'''
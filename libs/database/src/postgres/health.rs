use sea_orm::{ConnectionTrait, DatabaseBackend, DatabaseConnection, Statement};
use tracing::debug;

use crate::common::DatabaseError;

/// Check PostgreSQL database health
///
/// Executes a `SELECT 1` query to verify the connection is working. Useful
/// for readiness and liveness probes.
pub async fn check_health(db: &DatabaseConnection) -> Result<(), DatabaseError> {
    debug!("Running PostgreSQL health check");

    let stmt = Statement::from_string(DatabaseBackend::Postgres, "SELECT 1".to_owned());
    db.query_one_raw(stmt).await.map_err(|e| {
        DatabaseError::HealthCheckFailed(format!("PostgreSQL health check failed: {}", e))
    })?;

    debug!("PostgreSQL health check passed");
    Ok(())
}

/// Health check result for detailed status reporting
#[derive(Debug, Clone)]
pub struct HealthStatus {
    /// Whether the database is healthy
    pub healthy: bool,

    /// Optional error message if unhealthy
    pub message: Option<String>,

    /// Response time in milliseconds
    pub response_time_ms: u64,
}

impl HealthStatus {
    pub fn healthy(response_time_ms: u64) -> Self {
        Self {
            healthy: true,
            message: None,
            response_time_ms,
        }
    }

    pub fn unhealthy(message: String, response_time_ms: u64) -> Self {
        Self {
            healthy: false,
            message: Some(message),
            response_time_ms,
        }
    }
}

/// Check PostgreSQL database health with detailed status
///
/// Returns detailed health status including response time.
pub async fn check_health_detailed(db: &DatabaseConnection) -> HealthStatus {
    let start = std::time::Instant::now();

    match check_health(db).await {
        Ok(_) => {
            let elapsed = start.elapsed().as_millis() as u64;
            HealthStatus::healthy(elapsed)
        }
        Err(e) => {
            let elapsed = start.elapsed().as_millis() as u64;
            HealthStatus::unhealthy(e.to_string(), elapsed)
        }
    }
}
'''
● **Task description**
Copy every line of the data above exactly.

● **Response to the exercise**
filename libs/database/src/postgres/health.rs
use sea_orm::{ConnectionTrait, DatabaseBackend, DatabaseConnection, Statement};
use tracing::debug;

use crate::common::DatabaseError;

/// Check PostgreSQL database health
///
/// Executes a `SELECT 1` query to verify the connection is working. Useful
/// for readiness and liveness probes.
pub async fn check_health(db: &DatabaseConnection) -> Result<(), DatabaseError> {
    debug!("Running PostgreSQL health check");

    let stmt = Statement::from_string(DatabaseBackend::Postgres, "SELECT 1".to_owned());
    db.query_one_raw(stmt).await.map_err(|e| {
        DatabaseError::HealthCheckFailed(format!("PostgreSQL health check failed: {}", e))
    })?;

    debug!("PostgreSQL health check passed");
    Ok(())
}

/// Health check result for detailed status reporting
#[derive(Debug, Clone)]
pub struct HealthStatus {
    /// Whether the database is healthy
    pub healthy: bool,

    /// Optional error message if unhealthy
    pub message: Option<String>,

    /// Response time in milliseconds
    pub response_time_ms: u64,
}

impl HealthStatus {
    pub fn healthy(response_time_ms: u64) -> Self {
        Self {
            healthy: true,
            message: None,
            response_time_ms,
        }
    }

    pub fn unhealthy(message: String, response_time_ms: u64) -> Self {
        Self {
            healthy: false,
            message: Some(message),
            response_time_ms,
        }
    }
}

/// Check PostgreSQL database health with detailed status
///
/// Returns detailed health status including response time.
pub async fn check_health_detailed(db: &DatabaseConnection) -> HealthStatus {
    let start = std::time::Instant::now();

    match check_health(db).await {
        Ok(_) => {
            let elapsed = start.elapsed().as_millis() as u64;
            HealthStatus::healthy(elapsed)
        }
        Err(e) => {
            let elapsed = start.elapsed().as_millis() as u64;
            HealthStatus::unhealthy(e.to_string(), elapsed)
        }
    }
}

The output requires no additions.